Self-control is defined as “control of oneself” or the “ability to master one’s desires and impulses. Interestingly, self-control is actually perceived in a number of ways. Psychologically, self-control usually refers to a person’s self-perception, belief system, as well as the ability to set boundaries on their own behavior.
First understand that everyone has a system of belief. Nobody truly believes in nothing. Before you analyze what self-control means to you, you must first analyze what you believe. You are your own community and you set the guidelines as to what is right or wrong, productive or unproductive.
Let’s say that you have a plan to become successful in your career. This is the mission of your self-contained community. Therefore, any thoughts or actions that run contrary to your mission must be extinguished. However, when you are a self-starter, then you are in charge of all your faculties and must have them work for you, not independently of you. Sometimes people do require rigid structure in their life in order to get things done. If you are naturally inclined to take it easy, if you tend to procrastinate, or if you are easily distracted from completing a simple goal, then these are disruptive factors in your community. You must work to maintain self-control to meet the standard that you have set for yourself.

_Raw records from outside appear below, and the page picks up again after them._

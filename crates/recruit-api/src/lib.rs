//! HTTP API for the recruitment tracker.
//!
//! Exposes an axum [`Router`] over a [`Recruiter`] backed by any
//! [`TableStore`], plus an [`AttachmentStore`] for uploaded documents.
//! Logging layers, body limits and serving are the caller's responsibility.
//!
//! Reads answer with JSON views; writes answer with a [`Saved`] body carrying
//! a confirmation notice; failures answer with `{"error": "<notice>"}`.
//!
//! # Mounting
//!
//! ```rust,ignore
//! let app = recruit_api::api_router(AppState::new(store, attachments));
//! ```

pub mod attachments;
pub mod candidates;
pub mod employment;
pub mod error;
pub mod files;
pub mod form;
pub mod offers;
pub mod requisitions;
pub mod reviews;

use std::sync::Arc;

use axum::{
  Router,
  routing::{get, post},
};
use recruit_core::{Recruiter, store::TableStore};
use serde::Serialize;

pub use attachments::AttachmentStore;
pub use error::ApiError;

// ─── State ───────────────────────────────────────────────────────────────────

/// Shared state threaded through all handlers.
pub struct AppState<S> {
  pub recruiter:   Recruiter<S>,
  pub attachments: Arc<AttachmentStore>,
}

impl<S: TableStore> AppState<S> {
  pub fn new(store: Arc<S>, attachments: AttachmentStore) -> Self {
    Self {
      recruiter:   Recruiter::new(store),
      attachments: Arc::new(attachments),
    }
  }
}

impl<S> Clone for AppState<S> {
  fn clone(&self) -> Self {
    Self {
      recruiter:   self.recruiter.clone(),
      attachments: Arc::clone(&self.attachments),
    }
  }
}

/// Response body for a successful write.
#[derive(Debug, Serialize)]
pub struct Saved<T> {
  pub message: String,
  pub record:  T,
}

impl<T> Saved<T> {
  pub fn new(message: impl Into<String>, record: T) -> Self {
    Self {
      message: message.into(),
      record,
    }
  }
}

// ─── Router ──────────────────────────────────────────────────────────────────

/// Build the full API router for `state`.
///
/// The returned `Router<()>` can be nested into any parent router regardless
/// of its own state type.
pub fn api_router<S>(state: AppState<S>) -> Router<()>
where
  S: TableStore + 'static,
{
  Router::new()
    // Requisitions
    .route(
      "/requisitions",
      get(requisitions::list::<S>).post(requisitions::create::<S>),
    )
    .route("/requisitions/{id}", get(requisitions::detail::<S>))
    .route("/requisitions/{id}/close", post(requisitions::close::<S>))
    .route(
      "/requisitions/{id}/candidates",
      post(candidates::add_to_requisition::<S>),
    )
    // Candidates
    .route("/candidates", post(candidates::add_direct_hire::<S>))
    .route("/candidates/bulk-upload", post(candidates::bulk_upload::<S>))
    .route("/candidates/{id}", get(candidates::get_one::<S>))
    .route("/candidates/{id}/resume", get(candidates::resume::<S>))
    // Screening & interviews
    .route("/screening", post(reviews::submit_screening::<S>))
    .route("/screening/{id}", get(reviews::screening_form::<S>))
    .route("/interview", post(reviews::submit_interview::<S>))
    .route("/interview/{id}", get(reviews::interview_form::<S>))
    // Offers
    .route("/offer", post(offers::create::<S>))
    .route("/offer/{id}", get(offers::form::<S>))
    .route("/offer/{id}/signed", post(offers::upload_signed::<S>))
    .route("/offer-letter/{id}", get(offers::letter::<S>))
    // Onboarding & resignation
    .route("/onboarding", post(employment::submit_onboarding::<S>))
    .route("/onboarding/{id}", get(employment::onboarding::<S>))
    .route("/resignation", post(employment::submit_resignation::<S>))
    .route("/resignation/{id}", get(employment::resignation_form::<S>))
    // Files
    .route("/files/{name}", get(files::attachment::<S>))
    .route("/download/{table}", get(files::download::<S>))
    .with_state(state)
}

#[cfg(test)]
mod tests;
//! Handlers for stored attachments and table downloads.
//!
//! | Method | Path | Notes |
//! |--------|------|-------|
//! | `GET`  | `/files/{name}` | Stored upload by exact name; 404 if absent |
//! | `GET`  | `/download/{table}` | Whole table as CSV; 404 for unknown tables |

use axum::{
  extract::{Path, State},
  http::header,
  response::{IntoResponse, Response},
};
use recruit_core::{Table, store::TableStore};

use crate::{
  AppState,
  attachments::content_type,
  error::{ApiError, OrNotice as _},
};

/// A file download response.
pub(crate) fn attachment_response(name: &str, content_type: &str, body: Vec<u8>) -> Response {
  (
    [
      (header::CONTENT_TYPE, content_type.to_owned()),
      (
        header::CONTENT_DISPOSITION,
        format!("attachment; filename=\"{name}\""),
      ),
    ],
    body,
  )
    .into_response()
}

/// Load stored file `name`, answering 404 with `missing` if it is not there.
pub(crate) async fn stored_file<S>(
  state: &AppState<S>,
  name: &str,
  missing: &str,
) -> Result<Response, ApiError> {
  let bytes = state
    .attachments
    .read(name)
    .await
    .map_err(|e| ApiError::store("Error reading file!", e))?
    .ok_or_else(|| ApiError::NotFound(missing.to_owned()))?;
  Ok(attachment_response(name, content_type(name), bytes))
}

// ─── Attachments ─────────────────────────────────────────────────────────────

/// `GET /files/{name}`
pub async fn attachment<S>(
  State(state): State<AppState<S>>,
  Path(name): Path<String>,
) -> Result<Response, ApiError>
where
  S: TableStore,
{
  stored_file(&state, &name, "File not found!").await
}

// ─── Download ────────────────────────────────────────────────────────────────

/// `GET /download/{table}` — also accepts a trailing `.csv`.
pub async fn download<S>(
  State(state): State<AppState<S>>,
  Path(name): Path<String>,
) -> Result<Response, ApiError>
where
  S: TableStore,
{
  let name = name.strip_suffix(".csv").unwrap_or(&name);
  let table =
    Table::parse(name).map_err(|_| ApiError::NotFound("Invalid CSV file!".into()))?;

  let rows = state
    .recruiter
    .export(table)
    .await
    .or_notice("Error reading CSV file!")?;
  let text = recruit_csv::serialize(&rows, table.columns());

  Ok(attachment_response(
    &format!("{table}.csv"),
    "text/csv; charset=utf-8",
    text.into_bytes(),
  ))
}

Self-control doesn’t necessarily mean resisting something that is “wrong”; rather, it refers to taking steps to control one’s own tendencies if they are observed to be counterproductive. If you want to learn the quality of self-control, first decide what your mission is and what would be the best way to learn positive qualities. Don’t underestimate the value of enlisting others to help you. When you are accountable to someone else, it helps. Celebrate your successes, no matter how small. It is about making progress in life that brings us the success we want and deserve.